Activity -
Throughout the records below, find each line holding "NetworkCounters" and copy it.

Data for this exercise -
┌────────

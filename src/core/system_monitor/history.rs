use super::metrics::{NetworkRates, SystemSnapshot};
use super::ring_buffer::RingBuffer;

pub const DEFAULT_HISTORY_SIZE: usize = 60;

/// Rolling metric series for sparklines
#[derive(Debug, Clone)]
pub struct MetricsHistory {
    pub cpu_usage: RingBuffer<f32>,
    pub memory_usage: RingBuffer<f32>,
    pub network_rx: RingBuffer<u64>,
    pub network_tx: RingBuffer<u64>,
}

impl MetricsHistory {
    pub fn new() -> Self {
        Self::with_capacity(DEFAULT_HISTORY_SIZE)
    }

    pub fn with_capacity(capacity: usize) -> Self {
        Self {
            cpu_usage: RingBuffer::new(capacity),
            memory_usage: RingBuffer::new(capacity),
            network_rx: RingBuffer::new(capacity),
            network_tx: RingBuffer::new(capacity),
        }
    }

    pub fn capacity(&self) -> usize {
        self.cpu_usage.capacity()
    }

    pub fn push_cpu(&mut self, value: f32) {
        self.cpu_usage.append(value);
    }

    pub fn push_memory(&mut self, value: f32) {
        self.memory_usage.append(value);
    }

    pub fn push_network(&mut self, rx: u64, tx: u64) {
        self.network_rx.append(rx);
        self.network_tx.append(tx);
    }

    /// Append one point to every series.
    pub fn record(&mut self, snapshot: &SystemSnapshot, network: &NetworkRates) {
        self.push_cpu(snapshot.cpu.global_usage);
        self.push_memory(snapshot.memory.usage_percent);
        self.push_network(
            network.bytes_recv_per_sec as u64,
            network.bytes_sent_per_sec as u64,
        );
    }

    pub fn clear(&mut self) {
        self.cpu_usage.clear();
        self.memory_usage.clear();
        self.network_rx.clear();
        self.network_tx.clear();
    }

    /// Convert cpu_usage to u64 for sparkline widgets
    /// Scales values by 10 to preserve decimal precision (0-1000 range)
    pub fn cpu_as_u64(&self) -> Vec<u64> {
        self.cpu_usage.iter().map(|&v| (v * 10.0) as u64).collect()
    }

    /// Convert memory_usage to u64 for sparkline widgets
    /// Scales values by 10 to preserve decimal precision (0-1000 range)
    pub fn memory_as_u64(&self) -> Vec<u64> {
        self.memory_usage.iter().map(|&v| (v * 10.0) as u64).collect()
    }
}

impl Default for MetricsHistory {
    fn default() -> Self {
        Self::new()
    }
}
// Integration tests for ring buffers and differential sampling

use std::time::{Duration, Instant};
use sysdash::core::system_monitor::{
    compute_rate, IoRateMonitor, MetricsHistory, NetworkCounters, RingBuffer, Snapshot,
    SnapshotEngine,
};

#[test]
fn test_ring_buffer_keeps_last_n_in_order() {
    for (capacity, appends) in [(1usize, 1usize), (5, 5), (5, 12), (60, 61), (7, 100)] {
        let mut buffer = RingBuffer::new(capacity);
        for value in 0..appends {
            buffer.append(value);
        }
        let expected: Vec<usize> = (appends - capacity..appends).collect();
        assert_eq!(buffer.read(), expected, "capacity {capacity}, appends {appends}");
        assert_eq!(buffer.len(), capacity);
    }
}

#[test]
fn test_rate_is_zero_for_non_advancing_time() {
    let t0 = Instant::now();
    let prev = Snapshot::at(t0 + Duration::from_secs(1), vec![100, 200]);
    for curr_at in [t0, t0 + Duration::from_secs(1)] {
        let curr = Snapshot::at(curr_at, vec![900, 50]);
        let rates = compute_rate(&prev, &curr);
        assert!(rates.iter().all(|r| *r == 0.0), "rates: {rates:?}");
    }
}

#[test]
fn test_half_core_second_on_four_cores() {
    let mut engine = SnapshotEngine::new(4);
    let t0 = Instant::now();
    engine.observe_cpu(1234u32, t0, 60_000);
    let percent = engine.observe_cpu(1234, t0 + Duration::from_secs(1), 60_500);
    assert!((percent - 12.5).abs() < 0.01, "got {percent}");
}

#[test]
fn test_network_restart_never_goes_negative() {
    let monitor = IoRateMonitor::new();
    let t0 = Instant::now();
    let before = NetworkCounters {
        bytes_sent: 1_000_000,
        bytes_recv: 2_000_000,
        packets_sent: 1000,
        packets_recv: 2000,
    };
    monitor.network_rates_at(t0, before);

    // Interface was reset: counters start over.
    let after = NetworkCounters {
        bytes_sent: 500,
        bytes_recv: 700,
        packets_sent: 1,
        packets_recv: 2,
    };
    let rates = monitor.network_rates_at(t0 + Duration::from_secs(1), after);
    assert!(rates.bytes_sent_per_sec >= 0.0);
    assert!(rates.bytes_recv_per_sec >= 0.0);
    assert_eq!(rates.packets_recv_per_sec, 0.0);
}

#[test]
fn test_history_series_are_bounded() {
    let mut history = MetricsHistory::new();
    for i in 0..200 {
        history.push_cpu(i as f32 / 2.0);
        history.push_memory(50.0);
    }
    assert_eq!(history.cpu_usage.len(), history.capacity());
    assert_eq!(history.cpu_usage.latest(), Some(&99.5));
    assert_eq!(history.memory_as_u64().len(), history.capacity());
}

└────────

Exercise answer -
    compute_rate, IoRateMonitor, MetricsHistory, NetworkCounters, RingBuffer, Snapshot,
    let before = NetworkCounters {
    let after = NetworkCounters {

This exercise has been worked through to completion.